* What to produce
Looking at the listing below, work out the number of lines where the string "Strings" shows up, and give that number only.

* Listed entries
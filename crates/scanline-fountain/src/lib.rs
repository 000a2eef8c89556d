//! # scanline-fountain
//!
//! Fountain (LT-style rateless erasure) coding for moving a bounded payload
//! across an air gap as a stream of visual codes.
//!
//! A payload is split into `k` fixed-size source blocks. Each packet carries
//! the XOR of a pseudo-randomly chosen subset of blocks, reproducible from
//! `(session_id, packet_id)` alone. A receiver scanning packets in any order
//! recovers the payload by peeling, falling back to GF(2) elimination when
//! peeling stalls, and verifies it with a crc32 checksum.
//!
//! ## Crate structure
//!
//! - [`config`]: Engine policy, TOML input layer
//! - [`error`]: Error taxonomy
//! - [`ids`]: Prefixed session ids
//! - [`integrity`]: crc32 checksum
//! - [`splitter`]: Payload ↔ source blocks
//! - [`sampler`]: Seeded PRNG and degree distribution
//! - [`planner`]: Planned packet count per session
//! - [`session`]: Session constants
//! - [`encoder`]: Packet production
//! - [`wire`]: Packet framings (JSON, compact), VarInt, codec
//! - [`decoder`]: Peeling + incremental elimination
//! - [`stats`]: Counters and progress snapshots
//! - [`sender`]: Frame source for the display loop
//! - [`receiver`]: Scanned-text ingestion state machine
//! - [`transform`]: Optional pre-encode payload transforms

pub mod config;
pub mod decoder;
pub mod encoder;
pub mod error;
pub mod ids;
pub mod integrity;
pub mod planner;
pub mod receiver;
pub mod sampler;
pub mod sender;
pub mod session;
pub mod splitter;
pub mod stats;
pub mod transform;
pub mod wire;

pub use config::FountainConfig;
pub use decoder::{AddOutcome, DecodedPayload, FountainDecoder, PacketStatus};
pub use encoder::FountainEncoder;
pub use error::{FountainError, Result};
pub use planner::plan_count;
pub use receiver::{Ingest, Receiver, ReceiverEvent};
pub use sender::{OutputFrame, Sender};
pub use session::{Session, SessionMeta};
pub use wire::{Framing, Packet, PacketCodec};
//! # Decode Statistics
//!
//! Counters for the decoder and receiver, plus a serializable progress
//! snapshot for UIs. Everything here serializes to JSON.

use serde::Serialize;

// ─── Decoder Stats ──────────────────────────────────────────────────────────

/// Per-session decoder counters.
#[derive(Debug, Clone, Default, PartialEq, Eq, Serialize)]
pub struct DecoderStats {
    /// Packets offered to the decoder, including rejected ones.
    pub packets_received: u64,
    /// Packets that contributed an equation or a block.
    pub packets_accepted: u64,
    /// Packets whose `packet_id` was already seen.
    pub duplicates: u64,
    /// Packets from another session or with conflicting constants.
    pub foreign_session: u64,
    /// Packets failing range or length checks.
    pub malformed: u64,
    /// Equations that carried no new information.
    pub redundant: u64,
    /// Equations contradicting already-resolved blocks.
    pub inconsistent: u64,
    /// Blocks resolved by the peeling cascade.
    pub resolved_by_peeling: u64,
    /// Blocks resolved by Gaussian elimination.
    pub resolved_by_elimination: u64,
    /// Elimination passes run.
    pub elimination_passes: u64,
}

impl DecoderStats {
    pub fn new() -> Self {
        Self::default()
    }

    /// Share of received packets that were accepted.
    pub fn acceptance_ratio(&self) -> f64 {
        if self.packets_received == 0 {
            0.0
        } else {
            self.packets_accepted as f64 / self.packets_received as f64
        }
    }
}

// ─── Receiver Stats ─────────────────────────────────────────────────────────

/// Text-level counters, across sessions.
#[derive(Debug, Clone, Default, PartialEq, Eq, Serialize)]
pub struct ReceiverStats {
    /// Strings handed to the receiver.
    pub frames_scanned: u64,
    /// Strings that failed to parse or validate.
    pub frames_malformed: u64,
    /// Packets rejected for conflicting session constants.
    pub session_conflicts: u64,
    /// Packets for a session other than the active one.
    pub foreign_packets: u64,
    /// Metadata-less packets parked before their session was known.
    pub orphans_buffered: u64,
    /// Parked packets evicted by the orphan buffer limit.
    pub orphans_evicted: u64,
    /// Sessions started.
    pub sessions_started: u64,
    /// Sessions completed.
    pub sessions_completed: u64,
}

// ─── Progress ───────────────────────────────────────────────────────────────

/// Snapshot of one session's decode progress.
#[derive(Debug, Clone, PartialEq, Eq, Serialize)]
#[serde(rename_all = "camelCase")]
pub struct DecodeProgress {
    pub session_id: String,
    pub k: usize,
    pub resolved: usize,
    pub pending: usize,
    pub unresolved: Vec<u32>,
    pub complete: bool,
    /// `None` until the session completes.
    pub checksum_verified: Option<bool>,
}

impl DecodeProgress {
    /// Resolved share of source blocks in `[0, 1]`.
    pub fn fraction(&self) -> f64 {
        if self.k == 0 {
            0.0
        } else {
            self.resolved as f64 / self.k as f64
        }
    }
}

* Answer to this exercise
2